» Records for processing:
::::::
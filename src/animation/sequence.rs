use std::time::Duration;

use super::Segment;

type Hook<G> = Box<dyn FnMut(&mut G)>;

/// How the segments of a [`Sequence`] are played.
#[derive(Clone, Copy, Debug, PartialEq, Eq)]
pub enum Playback {
    /// Segment `i + 1` starts once segment `i` has reached its end value
    Sequential,
    /// All segments start together; the sequence ends when the longest ends
    Parallel,
}

/// A cancellable composition of [`Segment`]s driven by host ticks.
///
/// The sequence owns no clock. The host calls [`Sequence::tick`] with the
/// time elapsed since the previous frame and the target the segments write
/// into. Lifecycle hooks follow these rules:
///
/// - `on_start` fires once per [`start`](Sequence::start), before any segment
///   receives a value.
/// - `on_end` fires once when the last segment (or all segments, in parallel
///   playback) completes, and never after a cancel.
/// - `on_cancel` fires once when a running sequence is cancelled. Cancelling
///   a sequence that is not running does nothing.
pub struct Sequence<G> {
    name: &'static str,
    playback: Playback,
    segments: Vec<Segment<G>>,
    running: bool,
    /// Sequential: index of the segment being played
    current: usize,
    /// Sequential: time spent in the current segment. Parallel: total time.
    elapsed: Duration,
    /// Parallel: segments that already delivered their end value
    finished: Vec<bool>,
    on_start: Option<Hook<G>>,
    on_end: Option<Hook<G>>,
    on_cancel: Option<Hook<G>>,
}

impl<G> Sequence<G> {
    pub fn new(name: &'static str, playback: Playback, segments: Vec<Segment<G>>) -> Self {
        let finished = vec![false; segments.len()];
        Self {
            name,
            playback,
            segments,
            running: false,
            current: 0,
            elapsed: Duration::ZERO,
            finished,
            on_start: None,
            on_end: None,
            on_cancel: None,
        }
    }

    pub fn sequential(name: &'static str, segments: Vec<Segment<G>>) -> Self {
        Self::new(name, Playback::Sequential, segments)
    }

    pub fn parallel(name: &'static str, segments: Vec<Segment<G>>) -> Self {
        Self::new(name, Playback::Parallel, segments)
    }

    /// Set the hook fired when the sequence starts
    pub fn on_start(mut self, hook: impl FnMut(&mut G) + 'static) -> Self {
        self.on_start = Some(Box::new(hook));
        self
    }

    /// Set the hook fired when the sequence completes naturally
    pub fn on_end(mut self, hook: impl FnMut(&mut G) + 'static) -> Self {
        self.on_end = Some(Box::new(hook));
        self
    }

    /// Set the hook fired when a running sequence is cancelled
    pub fn on_cancel(mut self, hook: impl FnMut(&mut G) + 'static) -> Self {
        self.on_cancel = Some(Box::new(hook));
        self
    }

    pub fn name(&self) -> &'static str {
        self.name
    }

    pub fn playback(&self) -> Playback {
        self.playback
    }

    pub fn segments(&self) -> &[Segment<G>] {
        &self.segments
    }

    pub fn is_running(&self) -> bool {
        self.running
    }

    /// Length of one full run
    pub fn total_duration(&self) -> Duration {
        let durations = self.segments.iter().map(Segment::duration);
        match self.playback {
            Playback::Sequential => durations.sum(),
            Playback::Parallel => durations.max().unwrap_or(Duration::ZERO),
        }
    }

    /// Start (or restart) the sequence from its first segment.
    ///
    /// Restarting a running sequence cancels the current run first.
    pub fn start(&mut self, target: &mut G) {
        if self.running {
            self.cancel(target);
        }
        self.running = true;
        self.current = 0;
        self.elapsed = Duration::ZERO;
        self.finished.iter_mut().for_each(|done| *done = false);
        log::debug!("{}: start ({:?})", self.name, self.total_duration());
        if let Some(hook) = self.on_start.as_mut() {
            hook(target);
        }
    }

    /// Cancel a running sequence. Returns whether anything was cancelled.
    pub fn cancel(&mut self, target: &mut G) -> bool {
        if !self.halt() {
            return false;
        }
        log::debug!("{}: cancelled", self.name);
        if let Some(hook) = self.on_cancel.as_mut() {
            hook(target);
        }
        true
    }

    /// Stop a running sequence without firing any hook.
    pub fn halt(&mut self) -> bool {
        std::mem::replace(&mut self.running, false)
    }

    /// Advance by `dt`. Returns true while the sequence is still running.
    pub fn tick(&mut self, dt: Duration, target: &mut G) -> bool {
        if !self.running {
            return false;
        }

        let complete = match self.playback {
            Playback::Sequential => self.advance_sequential(dt, target),
            Playback::Parallel => self.advance_parallel(dt, target),
        };
        log::trace!("{}: tick {:?} (complete: {})", self.name, dt, complete);

        if complete {
            self.running = false;
            log::debug!("{}: end", self.name);
            if let Some(hook) = self.on_end.as_mut() {
                hook(target);
            }
        }
        self.running
    }

    fn advance_sequential(&mut self, dt: Duration, target: &mut G) -> bool {
        let mut budget = dt;
        while let Some(segment) = self.segments.get_mut(self.current) {
            let available = self.elapsed + budget;
            if available < segment.duration() {
                self.elapsed = available;
                segment.apply(available, target);
                return false;
            }
            // Land exactly on the end value, carry the rest into the next segment
            segment.apply(segment.duration(), target);
            budget = available - segment.duration();
            self.elapsed = Duration::ZERO;
            self.current += 1;
        }
        true
    }

    fn advance_parallel(&mut self, dt: Duration, target: &mut G) -> bool {
        self.elapsed += dt;
        for (segment, done) in self.segments.iter_mut().zip(self.finished.iter_mut()) {
            if !*done {
                *done = segment.apply(self.elapsed.min(segment.duration()), target);
            }
        }
        self.finished.iter().all(|done| *done)
    }
}

impl<G> std::fmt::Debug for Sequence<G> {
    fn fmt(&self, f: &mut std::fmt::Formatter<'_>) -> std::fmt::Result {
        f.debug_struct("Sequence")
            .field("name", &self.name)
            .field("playback", &self.playback)
            .field("segments", &self.segments)
            .field("running", &self.running)
            .finish_non_exhaustive()
    }
}

#[cfg(test)]
mod tests {
    use super::*;

    #[derive(Default)]
    struct Probe {
        a: f32,
        b: f32,
        log: Vec<&'static str>,
    }

    fn ms(value: u64) -> Duration {
        Duration::from_millis(value)
    }

    fn two_step(playback: Playback) -> Sequence<Probe> {
        Sequence::new(
            "probe",
            playback,
            vec![
                Segment::linear(0.0, 10.0, ms(100), |v: f32, p: &mut Probe| p.a = v),
                Segment::linear(0.0, 20.0, ms(200), |v: f32, p: &mut Probe| p.b = v),
            ],
        )
        .on_start(|p: &mut Probe| p.log.push("start"))
        .on_end(|p: &mut Probe| p.log.push("end"))
        .on_cancel(|p: &mut Probe| p.log.push("cancel"))
    }

    #[test]
    fn test_sequential_plays_in_order() {
        let mut probe = Probe::default();
        let mut seq = two_step(Playback::Sequential);
        seq.start(&mut probe);
        assert_eq!(probe.log, ["start"]);

        seq.tick(ms(50), &mut probe);
        assert_eq!(probe.a, 5.0);
        assert_eq!(probe.b, 0.0);

        // Leftover time flows into the second segment
        seq.tick(ms(150), &mut probe);
        assert_eq!(probe.a, 10.0);
        assert_eq!(probe.b, 10.0);

        assert!(!seq.tick(ms(100), &mut probe));
        assert_eq!(probe.b, 20.0);
        assert_eq!(probe.log, ["start", "end"]);
        assert!(!seq.is_running());
    }

    #[test]
    fn test_parallel_runs_together() {
        let mut probe = Probe::default();
        let mut seq = two_step(Playback::Parallel);
        assert_eq!(seq.total_duration(), ms(200));
        seq.start(&mut probe);

        seq.tick(ms(50), &mut probe);
        assert_eq!(probe.a, 5.0);
        assert_eq!(probe.b, 5.0);

        assert!(seq.tick(ms(100), &mut probe));
        assert_eq!(probe.a, 10.0);
        assert_eq!(probe.b, 15.0);

        assert!(!seq.tick(ms(50), &mut probe));
        assert_eq!(probe.b, 20.0);
        assert_eq!(probe.log, ["start", "end"]);
    }

    #[test]
    fn test_cancel_fires_once_and_suppresses_end() {
        let mut probe = Probe::default();
        let mut seq = two_step(Playback::Sequential);
        seq.start(&mut probe);
        seq.tick(ms(120), &mut probe);

        assert!(seq.cancel(&mut probe));
        assert!(!seq.cancel(&mut probe));
        let b = probe.b;
        assert!(!seq.tick(ms(500), &mut probe));
        assert_eq!(probe.b, b);
        assert_eq!(probe.log, ["start", "cancel"]);
    }

    #[test]
    fn test_cancel_when_idle_is_noop() {
        let mut probe = Probe::default();
        let mut seq = two_step(Playback::Sequential);
        assert!(!seq.cancel(&mut probe));
        assert!(probe.log.is_empty());
    }

    #[test]
    fn test_restart_cancels_previous_run() {
        let mut probe = Probe::default();
        let mut seq = two_step(Playback::Sequential);
        seq.start(&mut probe);
        seq.tick(ms(50), &mut probe);
        seq.start(&mut probe);
        assert_eq!(probe.log, ["start", "cancel", "start"]);

        seq.tick(ms(300), &mut probe);
        assert_eq!(probe.log, ["start", "cancel", "start", "end"]);
    }

    #[test]
    fn test_halt_is_silent() {
        let mut probe = Probe::default();
        let mut seq = two_step(Playback::Sequential);
        seq.start(&mut probe);
        assert!(seq.halt());
        assert!(!seq.is_running());
        assert_eq!(probe.log, ["start"]);
    }

    #[test]
    fn test_single_large_tick_completes() {
        let mut probe = Probe::default();
        let mut seq = two_step(Playback::Sequential);
        seq.start(&mut probe);
        assert!(!seq.tick(Duration::from_secs(10), &mut probe));
        assert_eq!((probe.a, probe.b), (10.0, 20.0));
        assert_eq!(probe.log, ["start", "end"]);
    }
}
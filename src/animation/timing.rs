//! Timing functions (easing curves) for animation segments.
//!
//! Timing functions map normalized time `t` in `[0, 1]` to an interpolation
//! factor. Segments evaluate their curve once per tick and lerp between their
//! start and end values with the result.
//!
//! ## Built-in Easing Functions
//!
//! - [`TimingFunction::Linear`] - Constant speed (no easing)
//! - [`TimingFunction::Decelerate`] - Starts fast, ends slow. Used for ripple and
//!   emit-point radius growth so the expansion visibly settles.
//!
//! ## Advanced Options
//!
//! - [`TimingFunction::Custom`] - User-defined function
//!
//! ## Example
//!
//! ```ignore
//! let grow = Segment::new(6.0, 16.0, Duration::from_millis(400), TimingFunction::Decelerate, on_radius);
//! ```

use std::sync::Arc;

/// Timing function that controls the animation curve
#[derive(Clone, Default)]
pub enum TimingFunction {
    /// Linear interpolation (constant speed)
    #[default]
    Linear,
    /// Starts fast, ends slow: `1 - (1 - t)^2`
    Decelerate,
    /// Custom timing function
    Custom(Arc<dyn Fn(f32) -> f32 + Send + Sync>),
}

impl TimingFunction {
    /// Evaluate the timing function at time t (0.0 to 1.0)
    ///
    /// `t` is clamped to `[0, 1]` before the curve is applied.
    pub fn evaluate(&self, t: f32) -> f32 {
        let t = t.clamp(0.0, 1.0);
        match self {
            TimingFunction::Linear => t,
            TimingFunction::Decelerate => decelerate(t),
            TimingFunction::Custom(f) => f(t),
        }
    }

    /// Create a custom timing function from a closure
    pub fn custom<F>(f: F) -> Self
    where
        F: Fn(f32) -> f32 + Send + Sync + 'static,
    {
        TimingFunction::Custom(Arc::new(f))
    }
}

impl std::fmt::Debug for TimingFunction {
    fn fmt(&self, f: &mut std::fmt::Formatter<'_>) -> std::fmt::Result {
        match self {
            TimingFunction::Linear => write!(f, "Linear"),
            TimingFunction::Decelerate => write!(f, "Decelerate"),
            TimingFunction::Custom(_) => write!(f, "Custom"),
        }
    }
}

// Easing functions

fn decelerate(t: f32) -> f32 {
    let inv = 1.0 - t;
    1.0 - inv * inv
}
::::::
» Task brief:
Please restate the records word for word. Go from the first line to the line with "segments, in parallel" and include both.

» Reply to the task:
filename src/animation/sequence.rs
use std::time::Duration;

use super::Segment;

type Hook<G> = Box<dyn FnMut(&mut G)>;

/// How the segments of a [`Sequence`] are played.
#[derive(Clone, Copy, Debug, PartialEq, Eq)]
pub enum Playback {
    /// Segment `i + 1` starts once segment `i` has reached its end value
    Sequential,
    /// All segments start together; the sequence ends when the longest ends
    Parallel,
}

/// A cancellable composition of [`Segment`]s driven by host ticks.
///
/// The sequence owns no clock. The host calls [`Sequence::tick`] with the
/// time elapsed since the previous frame and the target the segments write
/// into. Lifecycle hooks follow these rules:
///
/// - `on_start` fires once per [`start`](Sequence::start), before any segment
///   receives a value.
/// - `on_end` fires once when the last segment (or all segments, in parallel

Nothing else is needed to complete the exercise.